Auf den ersten Blick sieht es aus, als hätte Reds "Ausflug" zu Decan keine Folgen. Aber vermutlich kann er jetzt nicht mehr in den Cyberspace ohne von einem bezahlten Hacker angegriffen zu werden. Eingesperrt in der Offline-Welt, sozusagen. Das bringt ihn näher an Wave, die ja auch lieber in einem Offline-Körper bleibt, weil sie im Internet verfolgt wird. Verstehe ich das so ungefähr richtig?

Jedenfalls sind wir offenbar in Asien, denn...
(27-10-2017, 11:23)Zack schrieb: und den Reisverschluss aufzog
...sorry, wenn ich Hunger habe, fällt mir Reis besonders ins Auge.

Danke für die Story uns bis zum nächsten Teil
coco


RE: Red und Maze (Teil 5) - Zack - 23-06-2018

Hey coco,

schön, wieder von dir zu lesen und danke für deinen Kommi Icon_smile

(ähm, ja, Reis ... hat bisher keiner bemerkt *g*)

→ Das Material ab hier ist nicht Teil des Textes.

use super::conv::{SeparableFilter, StaticSeparableFilter, BLUR_5TAP};

use serde::Deserialize;

/// Default pyramid depth, matching the comparison tool's `--maxlevels`.
pub const DEFAULT_LEVELS: usize = 8;

/// Options controlling pyramid construction.
#[derive(Clone, Copy, Deserialize)]
pub struct PyramidOptions {
    /// Number of pyramid levels (>= 1).
    #[serde(default = "default_levels")]
    pub levels: usize,
    /// Filter used for the blur stage.
    #[serde(skip)]
    pub filter: StaticSeparableFilter,
}

impl PyramidOptions {
    pub fn new(levels: usize) -> Self {
        Self {
            levels,
            filter: BLUR_5TAP,
        }
    }

    pub fn with_filter(mut self, filter: StaticSeparableFilter) -> Self {
        self.filter = filter;
        self
    }
}

impl Default for PyramidOptions {
    fn default() -> Self {
        Self::new(DEFAULT_LEVELS)
    }
}

fn default_levels() -> usize {
    DEFAULT_LEVELS
}

impl std::fmt::Debug for PyramidOptions {
    fn fmt(&self, f: &mut std::fmt::Formatter<'_>) -> std::fmt::Result {
        f.debug_struct("PyramidOptions")
            .field("levels", &self.levels)
            .field("filter_taps", &self.filter.taps().len())
            .finish()
    }
}

#[cfg(test)]
mod tests {
    use super::{PyramidOptions, DEFAULT_LEVELS};

    #[test]
    fn default_depth_is_eight() {
        assert_eq!(PyramidOptions::default().levels, DEFAULT_LEVELS);
        assert_eq!(DEFAULT_LEVELS, 8);
    }

    #[test]
    fn deserializes_with_default_levels() {
        let opts: PyramidOptions = serde_json::from_str("{}").expect("valid json");
        assert_eq!(opts.levels, DEFAULT_LEVELS);

        let opts: PyramidOptions = serde_json::from_str(r#"{"levels": 3}"#).expect("valid json");
        assert_eq!(opts.levels, 3);
    }
}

Ich fürchte, so ganz werde ich deine Erwartungen nicht erfüllen. Red kann schon noch online, allerdings haben Wave und auch Maze jetzt mehr zu tun, um ihn zu schützen. Auch Wave ist nicht an eine Offline-Hülle gebunden, aber sie genießt diesen Zustand, aber nicht weil es "sicherer" wäre ...

Viele Grüße

- Zack


RE: Red und Maze (Teil 5) - coco - 23-06-2018

Hallo Zack,

in Teil 4 hattest du noch geschrieben, dass eine Verbindung über den Cyberspace nicht sicher für eine erwachte KI wäre:

(28-09-2017, 20:15)Zack schrieb: „Wozu überhaupt neue Hardware? Kann ich nicht über den Cyberspace mit Phage in Kontakt treten? So ganz normal?“
Decan zuckte die Achseln. „Gehen tut das schon. Aber diese Erwachten wollen das nicht. Müssten ihre Unsichtbarkeit aufgeben. Ein Offline-Link ist sicherer für sie, aber du öffnest ihnen damit die Tür zu deinem Gehirn.“

Aber gut, für Wave wäre es also kein Sicherheitsproblem, im Cyberspace entdeckt zu werden. Sie ist also niemandem entlaufen und ihre ganze Kohle kommt von ... das erfahren wir noch, oder?